Assigned task> From the records that follow, copy every line that contains the word "configuration".

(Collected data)
[Start of Attachment]
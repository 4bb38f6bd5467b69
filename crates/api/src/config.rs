use std::time::Duration;

use ocr_gateway_core::runner::config::DEFAULT_INTERPRETER;
use ocr_gateway_core::runner::DEFAULT_COMMAND_TIMEOUT;

/// Port the gateway listens on.
pub const DEFAULT_PORT: u16 = 3844;

/// Server configuration.
///
/// Only the interpreter is read from the environment; the bind address and
/// timeouts are fixed.
#[derive(Debug, Clone)]
pub struct ServerConfig {
    /// Bind address (`0.0.0.0`).
    pub host: String,
    /// Bind port (`3844`).
    pub port: u16,
    /// HTTP request timeout in seconds. Sits above the command cap so a
    /// hung script is reported as a script timeout, not a 408.
    pub request_timeout_secs: u64,
    /// Upper bound on one recognition run, in seconds.
    pub command_timeout_secs: u64,
    /// Interpreter used to run the recognition script.
    pub python_bin: String,
}

impl Default for ServerConfig {
    fn default() -> Self {
        Self {
            host: "0.0.0.0".into(),
            port: DEFAULT_PORT,
            request_timeout_secs: DEFAULT_COMMAND_TIMEOUT.as_secs() + 5,
            command_timeout_secs: DEFAULT_COMMAND_TIMEOUT.as_secs(),
            python_bin: DEFAULT_INTERPRETER.into(),
        }
    }
}

impl ServerConfig {
    /// Load configuration from the environment.
    ///
    /// | Env Var      | Default   |
    /// |--------------|-----------|
    /// | `PYTHON_BIN` | `python3` |
    pub fn from_env() -> Self {
        let python_bin = std::env::var("PYTHON_BIN")
            .map(|v| v.trim().to_string())
            .ok()
            .filter(|v| !v.is_empty())
            .unwrap_or_else(|| DEFAULT_INTERPRETER.into());

        Self {
            python_bin,
            ..Self::default()
        }
    }

    pub fn request_timeout(&self) -> Duration {
        Duration::from_secs(self.request_timeout_secs)
    }

    pub fn command_timeout(&self) -> Duration {
        Duration::from_secs(self.command_timeout_secs)
    }
}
[End of Attachment]
Written response>
/// Server configuration.
    /// Load configuration from the environment.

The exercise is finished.